Hi folks,
there is a problem as follows. There are two different machines, both with Scientific Linux 6.6, one with CUDA 6.5 and Tesla C2075 GPU, the other one is with CUDA 7.0 and GeForce GTX 750 GPU. During the installation, the very same error message appeared that i reported earlier:
> at " make check " stage of compilation, i get the following error message:
> > ...
> > [ 80%] Building CXX object test/unit/CMakeFiles/test_messenger.dir/test_messenger.cc.o
> > /home/dmytro/Downloads/hoomd-blue/test/unit/test_messenger.cc: In member function Б-?void Messenger_file::test_method()Б-?:
> > /home/dmytro/Downloads/hoomd-blue/test/unit/test_messenger.cc:172: error: Б-?unique_pathБ-? was not declared in this scope
> > make[3]: *** [test/unit/CMakeFiles/test_messenger.dir/test_messenger.cc.o] Error 1
> > make[2]: *** [test/unit/CMakeFiles/test_messenger.dir/all] Error 2
> > make[1]: *** [CMakeFiles/check.dir/rule] Error 2
> > make: *** [check] Error 2
However, on CUDA 6.5/Tesla C2075 hoomd running fine without any noticeable errors, while on CUDA 7.0/GeForce GTX 750 machine the LJ example (and others, randomly chosen, too) regularly crashes with the following error message
...
HOOMD-blue is running on the following GPU(s):
[0] GeForce GTX 750 4 SM_5.0 @ 1.14 GHz, 2047 MiB DRAM, DIS
lj.py:005 | init.create_random(N=2000, phi_p=0.01, name='A')

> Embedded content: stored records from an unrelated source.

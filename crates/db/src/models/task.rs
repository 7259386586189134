//! Task entity model and DTOs.

use serde::{Deserialize, Serialize};
use sqlx::FromRow;
use tasflou_core::task::{TaskSnapshot, TaskStatus};
use tasflou_core::types::{DbId, Timestamp};
use validator::Validate;

/// A row from the `tasks` table.
#[derive(Debug, Clone, FromRow, Serialize)]
pub struct Task {
    pub id: DbId,
    pub user_id: DbId,
    pub title: String,
    pub description: Option<String>,
    #[sqlx(try_from = "String")]
    pub status: TaskStatus,
    pub due_date: Option<Timestamp>,
    /// Display order key; higher is closer to the top of the list.
    pub position: i64,
    pub status_changed_at: Timestamp,
    pub created_at: Timestamp,
    pub updated_at: Timestamp,
    pub deleted_at: Option<Timestamp>,
}

impl Task {
    pub fn snapshot(&self) -> TaskSnapshot<'_> {
        TaskSnapshot {
            title: &self.title,
            status: self.status,
            due_date: self.due_date,
            status_changed_at: self.status_changed_at,
        }
    }

    pub fn is_deleted(&self) -> bool {
        self.deleted_at.is_some()
    }
}

/// DTO for creating a task. Position is always assigned by the server.
#[derive(Debug, Clone, Deserialize, Validate)]
pub struct CreateTask {
    #[validate(length(min = 1, max = 255))]
    pub title: String,
    pub description: Option<String>,
    pub due_date: Option<Timestamp>,
}

/// DTO for patching a task. Only non-`None` fields are applied.
#[derive(Debug, Clone, Default, Deserialize, Validate)]
pub struct UpdateTask {
    #[validate(length(min = 1, max = 255))]
    pub title: Option<String>,
    pub description: Option<String>,
    pub status: Option<TaskStatus>,
    pub due_date: Option<Timestamp>,
    pub position: Option<i64>,
}

/// DTO for moving a task between two visual neighbours.
#[derive(Debug, Clone, Default, Deserialize)]
pub struct MoveTask {
    /// Task that should end up directly above (higher position).
    pub above_id: Option<DbId>,
    /// Task that should end up directly below (lower position).
    pub below_id: Option<DbId>,
}
//! Pipeline stages for transcript formatting.
//!
//! Each submodule implements one transformation step. Everything except
//! [`input`] and [`llm`] is pure and synchronous.
//!
//! ## Data Flow
//!
//! ```text
//! input ──▶ llm ──▶ cleanup ──▶ scan ──▶ render
//! (txt/docx) (markup)  (repair)   (classify + spans) (document model)
//! ```
//!
//! 1. [`input`]: read `.txt`/`.md` as UTF-8, or pull paragraph text out
//!    of a `.docx`
//! 2. [`llm`]: ask the model to mark up the raw transcript, with
//!    timeout and retry
//! 3. [`cleanup`]: deterministic repairs of model output (fences, mojibake,
//!    stray ellipses, blank-line runs)
//! 4. [`scan`]: classify each line with [`classify`] and split it into
//!    styled runs with [`spans`]
//! 5. [`render`]: turn classified lines into an
//!    [`OutputDocument`](crate::document::OutputDocument)

pub mod classify;
pub mod cleanup;
pub mod input;
pub mod llm;
pub mod render;
pub mod scan;
pub mod spans;
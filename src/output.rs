//! Result types returned by the formatting entry points.

use crate::document::OutputDocument;
use crate::error::MarkupWarning;
use serde::{Deserialize, Serialize};

/// Everything produced for one transcript.
#[derive(Debug, Clone, Serialize, Deserialize)]
pub struct FormatOutput {
    /// Cleaned markup the document was rendered from.
    pub markup: String,
    pub document: OutputDocument,
    /// Non-fatal markup irregularities, sorted by line.
    pub warnings: Vec<MarkupWarning>,
    pub stats: FormatStats,
}

/// Counters and timings for one run.
#[derive(Debug, Clone, Default, PartialEq, Serialize, Deserialize)]
pub struct FormatStats {
    /// Characters in the raw transcript.
    pub input_chars: usize,
    /// Characters in the cleaned markup.
    pub markup_chars: usize,
    /// Paragraph and heading blocks in the body.
    pub content_blocks: usize,
    pub warnings: usize,
    /// LLM attempts used; 0 when the input was preformatted.
    pub attempts: u32,
    pub input_tokens: u64,
    pub output_tokens: u64,
    pub llm_duration_ms: u64,
    pub render_duration_ms: u64,
    pub total_duration_ms: u64,
    /// Revision of the built-in prompt, or `"custom"`.
    pub prompt_version: String,
}
/// A Word file as a document model.
///
/// Paragraph style `Title` becomes the title (a divider directly above it
/// becomes [`TitleBlock::rule_before`]), `HeadingN` a heading, a paragraph
/// with a border and no text a rule, and a text-less paragraph spacing.
/// A final paragraph whose text is `style`'s trailer becomes the trailer.
/// The footer comes from `word/footer1.xml` and is empty when that part is
/// missing. Fonts, sizes and colors the file does not set fall back to
/// `style`.
pub fn read_docx_document(bytes: &[u8], style: &StyleSheet) -> Result<OutputDocument, String> {
    let mut archive = ZipArchive::new(Cursor::new(bytes)).map_err(|e| e.to_string())?;
    let body = read_part(&mut archive, DOCUMENT_PART)?
        .ok_or_else(|| format!("{DOCUMENT_PART}: file not found"))?;

    let mut doc = OutputDocument::new(style);
    doc.trailer = None;
    doc.footer = match read_part(&mut archive, FOOTER_PART)? {
        Some(xml) => footer_run(&read_paragraphs(&xml, style)?, style),
        None => Run::body("", style),
    };

    for para in read_paragraphs(&body, style)? {
        let text = para.text();
        let text = text.trim();
        if para.border && text.is_empty() {
            let after_rule = doc
                .blocks
                .iter()
                .rev()
                .find(|b| !b.is_empty_block())
                .is_some_and(OutputBlock::is_rule);
            if !after_rule {
                doc.blocks.push(OutputBlock::Rule);
            }
            continue;
        }
        let heading_level = para
            .style_id
            .as_deref()
            .and_then(|id| id.strip_prefix("Heading"))
            .and_then(|n| n.parse::<u8>().ok());

        match (para.style_id.as_deref(), heading_level) {
            (Some("Title"), _) if doc.title.is_none() && !text.is_empty() => {
                let rule_before = matches!(doc.blocks.as_slice(), [OutputBlock::Rule]);
                if rule_before {
                    doc.blocks.clear();
                }
                doc.title = Some(TitleBlock {
                    run: merged_run(&para.runs, text, style),
                    spacing_after: para.spacing_after,
                    rule_before,
                });
            }
            (_, Some(level)) if !text.is_empty() => {
                let run = merged_run(&para.runs, text, style);
                doc.blocks.push(OutputBlock::Heading(HeadingBlock {
                    level,
                    text: run.text,
                    font_family: run.font_family,
                    font_size: run.font_size,
                    spacing_before: para.spacing_before,
                    spacing_after: para.spacing_after,
                }));
            }
            _ if text.is_empty() => {
                if !doc.blocks.last().is_some_and(OutputBlock::is_empty_block) {
                    doc.blocks.push(OutputBlock::Empty);
                }
            }
            _ => doc.blocks.push(OutputBlock::Paragraph(Paragraph {
                alignment: para.alignment,
                spacing_before: para.spacing_before,
                spacing_after: para.spacing_after,
                runs: para.runs.into_iter().filter(|r| !r.text.is_empty()).collect(),
            })),
        }
    }

    let is_trailer = match (doc.blocks.last(), &style.trailer_text) {
        (Some(OutputBlock::Paragraph(p)), Some(trailer)) => p.text().trim() == trailer.trim(),
        _ => false,
    };
    if is_trailer {
        if let Some(OutputBlock::Paragraph(p)) = doc.blocks.pop() {
            doc.trailer = Some(p);
        }
    }

    debug!(
        "Read .docx with {} blocks (title: {})",
        doc.blocks.len(),
        doc.title.is_some()
    );
    Ok(doc)
}

/// A part of the package as text, or `None` when the package lacks it.
fn read_part<R: Read + Seek>(archive: &mut ZipArchive<R>, name: &str) -> Result<Option<String>, String> {
    let mut file = match archive.by_name(name) {
        Ok(file) => file,
        Err(ZipError::FileNotFound) => return Ok(None),
        Err(e) => return Err(format!("{name}: {e}")),
    };
    let mut xml = String::new();
    file.read_to_string(&mut xml)
        .map_err(|e| format!("{name}: {e}"))?;
    Ok(Some(xml))
}

/// The first run's formatting carrying `text`.
fn merged_run(runs: &[Run], text: &str, style: &StyleSheet) -> Run {
    match runs.iter().find(|r| !r.text.trim().is_empty()) {
        Some(first) => Run {
            text: text.to_string(),
            ..first.clone()
        },
        None => Run::body(text, style),
    }
}

fn footer_run(paragraphs: &[DocxParagraph], style: &StyleSheet) -> Run {
    let text: Vec<String> = paragraphs
        .iter()
        .map(|p| p.text().trim().to_string())
        .filter(|t| !t.is_empty())
        .collect();
    let runs: Vec<Run> = paragraphs.iter().flat_map(|p| p.runs.iter().cloned()).collect();
    merged_run(&runs, &text.join(" "), style)
}

// ── WordprocessingML walking ─────────────────────────────────────────────────

/// One `<w:p>` as found in the XML.
#[derive(Debug, Clone, Default)]
struct DocxParagraph {
    style_id: Option<String>,
    alignment: Alignment,
    border: bool,
    /// Points.
    spacing_before: f32,
    /// Points.
    spacing_after: f32,
    runs: Vec<Run>,
}

impl DocxParagraph {
    fn text(&self) -> String {
        self.runs.iter().map(|r| r.text.as_str()).collect()
    }
}

/// Every paragraph of a WordprocessingML part, in order.
fn read_paragraphs(xml: &str, style: &StyleSheet) -> Result<Vec<DocxParagraph>, String> {
    let mut reader = Reader::from_str(xml);
    let mut paragraphs = Vec::new();
    let mut para: Option<DocxParagraph> = None;
    let mut run: Option<Run> = None;
    let mut in_text = false;
    let mut in_run_props = false;

    loop {
        let event = reader.read_event().map_err(|e| {
            format!("XML error at byte {}: {}", reader.buffer_position(), e)
        })?;
        match event {
            Event::Start(e) => match local_name(e.name().as_ref()) {
                b"p" => {
                    // Nested paragraphs (text boxes) close the outer one.
                    if let Some(outer) = para.take() {
                        paragraphs.push(outer);
                    }
                    para = Some(DocxParagraph::default());
                }
                b"r" => run = Some(Run::body("", style)),
                b"rPr" => in_run_props = true,
                b"t" => in_text = true,
                name => apply_property(name, &e, para.as_mut(), run.as_mut().filter(|_| in_run_props)),
            },
            Event::Empty(e) => match local_name(e.name().as_ref()) {
                b"p" => paragraphs.push(DocxParagraph::default()),
                // `<w:tab/>` also appears as a tab stop in paragraph properties.
                b"tab" => {
                    if let Some(run) = run.as_mut() {
                        run.text.push('\t');
                    }
                }
                b"br" | b"cr" => {
                    if let Some(run) = run.as_mut() {
                        run.text.push('\n');
                    }
                }
                name => apply_property(name, &e, para.as_mut(), run.as_mut().filter(|_| in_run_props)),
            },
            Event::Text(e) => {
                if let (true, Some(run)) = (in_text, run.as_mut()) {
                    run.text.push_str(&String::from_utf8_lossy(e.as_ref()));
                }
            }
            Event::GeneralRef(e) => {
                if let (true, Some(run)) = (in_text, run.as_mut()) {
                    let entity = String::from_utf8_lossy(e.as_ref());
                    if let Some(c) = resolve_entity(&entity) {
                        run.text.push(c);
                    }
                }
            }
            Event::End(e) => match local_name(e.name().as_ref()) {
                b"t" => in_text = false,
                b"rPr" => in_run_props = false,
                b"r" => {
                    if let (Some(done), Some(para)) = (run.take(), para.as_mut()) {
                        para.runs.push(done);
                    }
                }
                b"p" => {
                    if let Some(done) = para.take() {
                        paragraphs.push(done);
                    }
                }
                _ => {}
            },
            Event::Eof => break,
            _ => {}
        }
    }

    Ok(paragraphs)
}

/// Apply one paragraph or run property element.
fn apply_property(
    name: &[u8],
    e: &BytesStart<'_>,
    para: Option<&mut DocxParagraph>,
    run: Option<&mut Run>,
) {
    if let Some(run) = run {
        match name {
            b"b" => run.bold = toggled_on(e),
            b"i" => run.italic = toggled_on(e),
            b"u" => run.underline = toggled_on(e),
            b"color" => {
                if let Some(color) = attribute(e, b"val").as_deref().and_then(Rgb::from_hex) {
                    run.color = color;
                }
            }
            b"sz" => {
                if let Some(half_points) = attribute(e, b"val").and_then(|v| v.parse::<f32>().ok()) {
                    run.font_size = half_points / 2.0;
                }
            }
            b"rFonts" => {
                if let Some(font) = attribute(e, b"ascii") {
                    run.font_family = font;
                }
            }
            _ => {}
        }
        return;
    }

    let Some(para) = para else {
        return;
    };
    match name {
        b"pStyle" => para.style_id = attribute(e, b"val"),
        b"jc" => {
            para.alignment = match attribute(e, b"val").as_deref() {
                Some("center") => Alignment::Center,
                Some("right") | Some("end") => Alignment::Right,
                Some("both") | Some("distribute") => Alignment::Justify,
                _ => Alignment::Left,
            }
        }
        b"pBdr" => para.border = true,
        b"spacing" => {
            let points = |key: &[u8]| {
                attribute(e, key)
                    .and_then(|v| v.parse::<f32>().ok())
                    .map(|twentieths| twentieths / 20.0)
            };
            if let Some(before) = points(b"before") {
                para.spacing_before = before;
            }
            if let Some(after) = points(b"after") {
                para.spacing_after = after;
            }
        }
        _ => {}
    }
}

notice(2): Group "all" created containing 2000 particles
lj.py:007 | lj = pair.lj(r_cut=3.0)
lj.py:008 | lj.pair_coeff.set('A', 'A', epsilon=1.0, sigma=1.0)
lj.py:010 | all = group.all();
lj.py:011 | integrate.mode_standard(dt=0.005)
lj.py:012 | integrate.nvt(group=all, T=1.2, tau=0.5)
lj.py:014 | run(10e3)
notice(2): -- Neighborlist exclusion statistics -- :
notice(2): Particles with 0 exclusions : 2000
notice(2): Neighbors excluded by diameter (slj) : no
notice(2): Neighbors excluded when in the same body: no
** starting run **
**ERROR**: Particle with unique tag 1446 is no longer in the simulation box.
**ERROR**: Cartesian coordinates:
**ERROR**: x: 15436.9 y: -24372.6 z: 27529.9
**ERROR**: Fractional coordinates:
**ERROR**: f.x: 328.004 f.y: -516.581 f.z: 584.567
**ERROR**: Local box lo: (-23.5675, -23.5675, -23.5675)
**ERROR**: hi: (23.5675, 23.5675, 23.5675)
Traceback (most recent call last):
File "lj.py", line 14, in <module>
run(10e3)
File "/home/dmytro/bin/hoomd/bin/../lib/hoomd/python-module/hoomd_script/__init__.py", line 268, in run
globals.system.run(int(tsteps), callback_period, callback, limit_hours, int(limit_multiple));
RuntimeError: std::exception
...
In most cases it crashes like this, only the particle id can be different. If i decrease the integration time-step and/or number of particles in the box, it will work errorless longer, but, for a long enough run, will eventually crash anyway. What's weird here is that by default the periodic boundary conditions are assumed, so that there is no meaningful way for a particle to get out of the simulation box. Any suggestions why? If i force it to run on CPU (hoomd lj.py --mode=cpu) everything works fine every time, the problem appears only when GPU is invoked. Various tests of GPU have not revealed any errors, and in all other regards the GPU seems to work flawless.